- Bayan Bates:”Ahh! Canım bayan Woodhouse! Ziyaretimize gelirken
bahçelerinden taze taze toplanmış otlar
getirmiş, öyle güzeller ve tazeler ki. Dedim, bu taze
otlarla yapılmış bir mevsim salatasını
beraberce yemek ne güzel olur, hemen otları yıkamak için lavabonun yanında
gördüğün beyaz yeşil derin kaba suyu doldurdum. Her birini tek tek okşarcasına yıkadım. Onları iyice yıkadıktan sonra küçük küçük, nazikçe,
ezilmelerine müsaade etmeden doğradım. Hepsini
derin ve geniş bir kapta topladım. Bayan Woodhouse ne kadar ince düşünceli bir hanım dedim, hiç elleri boş gelmez, biz eski dostlarını her zaman onurlandırır.

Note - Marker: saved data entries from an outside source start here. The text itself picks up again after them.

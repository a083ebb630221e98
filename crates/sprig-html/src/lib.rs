//! Lightweight markup tokenizer and tree builder for sprig.
//!
//! # Scope
//!
//! This crate implements a three-stage pipeline:
//! - **Tokenizer** - one pass splitting markup into tag spans and text runs
//! - **Classifier / attribute extractor** - decides open, close, void or text
//!   per token and reads tag names and quoted attribute values
//! - **Tree builder** - appends nodes under a single insertion point
//!
//! Text nodes are unescaped against a small fixed table of character
//! references. The resulting [`DomTree`] answers id, class and tag queries.
//!
//! ```
//! let tree = sprig_html::parse(r#"<div id="a"><p class="x y">Hi</p></div>"#);
//! let document = tree.document();
//!
//! let div = document.find_by_id("a").unwrap();
//! assert_eq!(div.tag, "div");
//!
//! let ps = document.find_all_by_class_name("y");
//! assert_eq!(ps.len(), 1);
//! assert_eq!(ps[0].text_content(), "Hi");
//! ```
//!
//! # Not Implemented
//!
//! - HTML5 insertion modes, implied end tags, foster parenting
//! - Full character reference resolution
//! - Nesting validation
//! - Quote-aware tag boundaries (`>` inside an attribute value ends the tag)
//! - Whitespace around `=` in attributes (`class = "a"` does not parse)

/// Errors surfaced by the tree builder.
pub mod error;
/// Parser configuration.
pub mod options;
/// Tree construction.
pub mod parser;
/// Tokenization, classification and attribute extraction.
pub mod tokenizer;

pub use error::ParseError;
pub use options::{ParseOptions, UnbalancedClosePolicy, VoidElementMatching};
pub use parser::{IssueKind, ParseIssue, TreeBuilder};
pub use sprig_dom::{AttributesMap, DomTree, Element, ElementRef, NodeId};
pub use tokenizer::{MarkupTokenizer, Token, TokenKind};

/// Parse markup with default options.
///
/// Total over any input: malformed markup produces a degraded tree, never an
/// error. Empty input yields a lone document root.
#[must_use]
pub fn parse(markup: &str) -> DomTree {
    TreeBuilder::new(tokenizer::tokenize(markup)).run()
}

/// Parse markup with the given options.
///
/// # Errors
///
/// Returns [`ParseError::UnbalancedClose`] if `options` selects
/// [`UnbalancedClosePolicy::Reject`] and a closing tag has no open element.
pub fn parse_with_options(markup: &str, options: ParseOptions) -> Result<DomTree, ParseError> {
    TreeBuilder::new(tokenizer::tokenize(markup))
        .with_options(options)
        .try_run()
        .map(|(tree, _)| tree)
}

Salatanın tüm malzemelerini koydum. Şimdi
tadı yerinde olsun diye birazda tuz koymalıyım diyorum, ne dersiniz? Hemen
arkanızda başınızın
hizasındaki
rafta, mavi üzerine
beyaz minik çiçek desenli kapaklı kavanozda tuz var. Size zahmet olmazsa
onu bana verirseniz, salatanın içine yeteri miktarda tuz koyabilirim. Ah!! Çok teşekkür
ederim, çok
naziksiniz…”
Başkalarını bilmiyorum ama Bayan Bates gibi biri
ile arkadaşlığım sanırım tanıştığım gün ile
sınırlı kalırdı. Geveze, geveze ötesi bir geveze. Ama
Bayan Bates karakteri Emma’ya ayrı bir tat vermiş.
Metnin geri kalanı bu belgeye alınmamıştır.